FIG. 4 is a graph showing the correlation between the pressure applied to the pressure sensor and the detection voltage from the detection circuit.

FIG. 5 is a diagram showing a configuration of a conventional X-ray diagnostic apparatus.

[Explanation of symbols]

1 ... Shooting table, 2 ... Tilt device, 3 ... Standing detection device, 4 ... X
Wire tube, 5 ... Arm, 6 ... Name printer, 7 ... Footrest, 8 ... Pressure sensor, 9 ... Detection circuit, 10 ... Comparator,
11 ... Reference voltage generator, 12 ... AND circuit, 13 ... OR
Circuit, 14 ... Operation panel, 15 ... X-ray control device, 16 ...
High voltage generator, 17 ... Integration timer circuit.

Claims (2)

[Claims] 1. An X-ray diagnostic apparatus comprising a tilting type imaging table which can be tilted between a standing position and a tilted position, and which manages an exposure time by a timer, wherein a first detection for detecting a posture of the tilting imaging table.
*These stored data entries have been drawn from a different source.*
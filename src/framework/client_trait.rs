//! # ActorClient Trait
//!
//! Common interface for resource-specific clients, providing `get` and
//! `delete` on top of the wrapped generic [`ResourceClient`].

use crate::framework::{ActorEntity, FrameworkError, ResourceClient};
use async_trait::async_trait;

/// Trait for resource-specific clients to inherit standard operations.
///
/// Implementors supply the wrapped client and an error mapping; `get` and
/// `delete` come for free, so each domain client only writes the methods that
/// are actually domain-specific.
#[async_trait]
pub trait ActorClient<T: ActorEntity>: Send + Sync {
    /// The resource-specific error type.
    type Error: Send + Sync;

    /// Access the inner generic ResourceClient.
    fn inner(&self) -> &ResourceClient<T>;

    /// Map framework errors to the specific resource error type.
    fn map_error(e: FrameworkError) -> Self::Error;

    /// Fetch an entity by ID.
    #[tracing::instrument(skip(self))]
    async fn get(&self, id: T::Id) -> Result<Option<T>, Self::Error> {
        tracing::debug!("Sending request");
        self.inner().get(id).await.map_err(Self::map_error)
    }

    /// Delete an entity by ID.
    #[tracing::instrument(skip(self))]
    async fn delete(&self, id: T::Id) -> Result<(), Self::Error> {
        tracing::debug!("Sending request");
        self.inner().delete(id).await.map_err(Self::map_error)
    }
}
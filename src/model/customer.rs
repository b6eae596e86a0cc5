//! Customer master data.

use crate::model::fleet::DriverId;
use serde::{Deserialize, Serialize};
use std::fmt::Display;

/// Type-safe identifier for Customers.
#[derive(Debug, Clone, Copy, PartialEq, Eq, Hash, Serialize, Deserialize)]
pub struct CustomerId(pub u32);

impl From<u32> for CustomerId {
    fn from(id: u32) -> Self {
        Self(id)
    }
}

impl Display for CustomerId {
    fn fmt(&self, f: &mut std::fmt::Formatter<'_>) -> std::fmt::Result {
        write!(f, "customer_{}", self.0)
    }
}

/// A registered customer.
///
/// `payment_id` and `driver_id` mirror the original schema's optional links:
/// a stored payment method and the driver of the last delivery.
#[derive(Debug, Clone, PartialEq)]
pub struct Customer {
    pub id: CustomerId,
    pub name: String,
    pub email: String,
    pub payment_id: Option<u32>,
    pub driver_id: Option<DriverId>,
}

impl Customer {
    pub fn new(id: CustomerId, name: impl Into<String>, email: impl Into<String>) -> Self {
        Self {
            id,
            name: name.into(),
            email: email.into(),
            payment_id: None,
            driver_id: None,
        }
    }
}

/// Payload for creating a new customer.
#[derive(Debug, Clone)]
pub struct CustomerCreate {
    pub name: String,
    pub email: String,
}

/// Payload for updating an existing customer.
#[derive(Debug, Clone, Serialize, Deserialize)]
pub struct CustomerUpdate {
    pub name: Option<String>,
    pub email: Option<String>,
}
//! # Generic Client
//!
//! `ResourceClient<T>` is the caller half of an actor pair. It holds only an
//! mpsc sender, so cloning is cheap and clones can be handed to any task.
//!
//! Every request is a bounded wait: if the actor does not answer within
//! [`REQUEST_TIMEOUT`], the call fails with [`FrameworkError::Timeout`]
//! instead of blocking its caller forever. The timeout is deliberately a
//! distinct error from any business failure — a timed-out operation may or
//! may not have been performed.

use crate::framework::entity::ActorEntity;
use crate::framework::error::FrameworkError;
use crate::framework::message::ResourceRequest;
use std::time::Duration;
use tokio::sync::{mpsc, oneshot};

/// Upper bound on how long a client waits for an actor's response.
pub const REQUEST_TIMEOUT: Duration = Duration::from_secs(5);

/// A type-safe client for interacting with a `ResourceActor`.
#[derive(Clone)]
pub struct ResourceClient<T: ActorEntity> {
    sender: mpsc::Sender<ResourceRequest<T>>,
}

impl<T: ActorEntity> ResourceClient<T> {
    pub fn new(sender: mpsc::Sender<ResourceRequest<T>>) -> Self {
        Self { sender }
    }

    async fn request<R>(
        &self,
        msg: ResourceRequest<T>,
        response: oneshot::Receiver<Result<R, FrameworkError>>,
    ) -> Result<R, FrameworkError> {
        self.sender
            .send(msg)
            .await
            .map_err(|_| FrameworkError::ActorClosed)?;
        match tokio::time::timeout(REQUEST_TIMEOUT, response).await {
            Err(_) => Err(FrameworkError::Timeout(REQUEST_TIMEOUT)),
            Ok(Err(_)) => Err(FrameworkError::ActorDropped),
            Ok(Ok(result)) => result,
        }
    }

    pub async fn create(&self, params: T::Create) -> Result<T::Id, FrameworkError> {
        let (respond_to, response) = oneshot::channel();
        self.request(ResourceRequest::Create { params, respond_to }, response)
            .await
    }

    pub async fn get(&self, id: T::Id) -> Result<Option<T>, FrameworkError> {
        let (respond_to, response) = oneshot::channel();
        self.request(ResourceRequest::Get { id, respond_to }, response)
            .await
    }

    pub async fn list(&self) -> Result<Vec<T>, FrameworkError> {
        let (respond_to, response) = oneshot::channel();
        self.request(ResourceRequest::List { respond_to }, response)
            .await
    }

    pub async fn update(&self, id: T::Id, update: T::Update) -> Result<T, FrameworkError> {
        let (respond_to, response) = oneshot::channel();
        self.request(
            ResourceRequest::Update {
                id,
                update,
                respond_to,
            },
            response,
        )
        .await
    }

    #[allow(dead_code)]
    pub async fn delete(&self, id: T::Id) -> Result<(), FrameworkError> {
        let (respond_to, response) = oneshot::channel();
        self.request(ResourceRequest::Delete { id, respond_to }, response)
            .await
    }

    pub async fn perform_action(
        &self,
        id: T::Id,
        action: T::Action,
    ) -> Result<T::ActionResult, FrameworkError> {
        let (respond_to, response) = oneshot::channel();
        self.request(
            ResourceRequest::Action {
                id,
                action,
                respond_to,
            },
            response,
        )
        .await
    }
}
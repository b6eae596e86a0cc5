//! Error types for the Warehouse actor (the inventory ledger).

use crate::framework::FrameworkError;
use crate::model::ProductId;
use std::time::Duration;
use thiserror::Error;

/// Errors that can occur during inventory ledger operations.
#[derive(Debug, Error)]
pub enum InventoryError {
    /// The requested warehouse was not found.
    #[error("Warehouse not found: {0}")]
    NotFound(String),

    /// A decrement asked for more units than the ledger holds.
    ///
    /// Carries the actual available quantity so the caller can render a
    /// precise message; the ledger is left completely unchanged.
    #[error("Insufficient stock for {product}: requested {requested}, available {available}")]
    InsufficientStock {
        product: ProductId,
        requested: u32,
        available: u32,
    },

    /// Restock and reserve quantities must be at least 1.
    #[error("Invalid quantity: {0}")]
    InvalidQuantity(u32),

    /// The actor did not answer in time; the operation may not have happened.
    #[error("Warehouse actor timed out after {0:?}")]
    Timeout(Duration),

    /// An error occurred while communicating with the actor system.
    #[error("Actor communication error: {0}")]
    ActorCommunicationError(String),
}

impl From<FrameworkError> for InventoryError {
    fn from(e: FrameworkError) -> Self {
        match e.downcast_entity::<InventoryError>() {
            Ok(err) => err,
            Err(FrameworkError::NotFound(id)) => InventoryError::NotFound(id),
            Err(FrameworkError::Timeout(d)) => InventoryError::Timeout(d),
            Err(other) => InventoryError::ActorCommunicationError(other.to_string()),
        }
    }
}
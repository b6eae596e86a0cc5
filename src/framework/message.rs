//! # Generic Messages
//!
//! Message types exchanged between [`ResourceClient`](crate::framework::ResourceClient)
//! and [`ResourceActor`](crate::framework::ResourceActor).

use crate::framework::entity::ActorEntity;
use crate::framework::error::FrameworkError;
use tokio::sync::oneshot;

/// Type alias for the one-shot response channel used by actors.
pub type Response<T> = oneshot::Sender<Result<T, FrameworkError>>;

/// Internal request sent to a resource actor.
///
/// The variants map to the standard resource lifecycle (Create, Get, List,
/// Update, Delete) plus an `Action` escape hatch for domain operations that do
/// not fit the CRUD mold — stock reservation being the canonical example here.
/// Everything is typed through [`ActorEntity`]'s associated types, so a payload
/// for one entity cannot be addressed to another entity's actor.
#[derive(Debug)]
pub enum ResourceRequest<T: ActorEntity> {
    Create {
        params: T::Create,
        respond_to: Response<T::Id>,
    },
    Get {
        id: T::Id,
        respond_to: Response<Option<T>>,
    },
    /// Snapshot of every stored entity. Because the actor processes messages
    /// sequentially, the returned set never contains a half-created entity.
    List { respond_to: Response<Vec<T>> },
    Update {
        id: T::Id,
        update: T::Update,
        respond_to: Response<T>,
    },
    #[allow(dead_code)]
    Delete { id: T::Id, respond_to: Response<()> },
    Action {
        id: T::Id,
        action: T::Action,
        respond_to: Response<T::ActionResult>,
    },
}
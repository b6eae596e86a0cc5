//! # Product Client
//!
//! High-level API for the Product actor: catalog record maintenance.

use crate::framework::{ActorClient, FrameworkError, ResourceClient};
use crate::model::{Product, ProductCreate, ProductId, ProductUpdate};
use crate::product_actor::ProductError;
use async_trait::async_trait;
use tracing::{debug, instrument};

/// Client for interacting with the Product actor.
#[derive(Clone)]
pub struct ProductClient {
    inner: ResourceClient<Product>,
}

impl ProductClient {
    pub fn new(inner: ResourceClient<Product>) -> Self {
        Self { inner }
    }

    #[instrument(skip(self))]
    pub async fn create_product(&self, params: ProductCreate) -> Result<ProductId, ProductError> {
        debug!("Sending request");
        self.inner.create(params).await.map_err(ProductError::from)
    }

    #[instrument(skip(self))]
    pub async fn update_product(
        &self,
        id: ProductId,
        update: ProductUpdate,
    ) -> Result<Product, ProductError> {
        debug!("Sending request");
        self.inner
            .update(id, update)
            .await
            .map_err(ProductError::from)
    }

    /// Every catalog row, ordered by product id for stable display.
    #[instrument(skip(self))]
    pub async fn list_products(&self) -> Result<Vec<Product>, ProductError> {
        debug!("Sending request");
        let mut products = self.inner.list().await.map_err(ProductError::from)?;
        products.sort_by_key(|p| p.id);
        Ok(products)
    }
}

#[async_trait]
impl ActorClient<Product> for ProductClient {
    type Error = ProductError;

    fn inner(&self) -> &ResourceClient<Product> {
        &self.inner
    }

    fn map_error(e: FrameworkError) -> Self::Error {
        ProductError::from(e)
    }
}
Means, second detecting means for detecting a pressure received from the subject when the apparatus is placed on the tilt imaging table, pressure detected by the first means and standing by the second means. An X-ray diagnostic apparatus comprising means for performing reset including zero reset of the exposure time when is less than or equal to a predetermined value. 2. The X-ray diagnostic apparatus according to claim 1, wherein the second detecting means is a pressure sensor arranged on a step provided on the tilt imaging stand.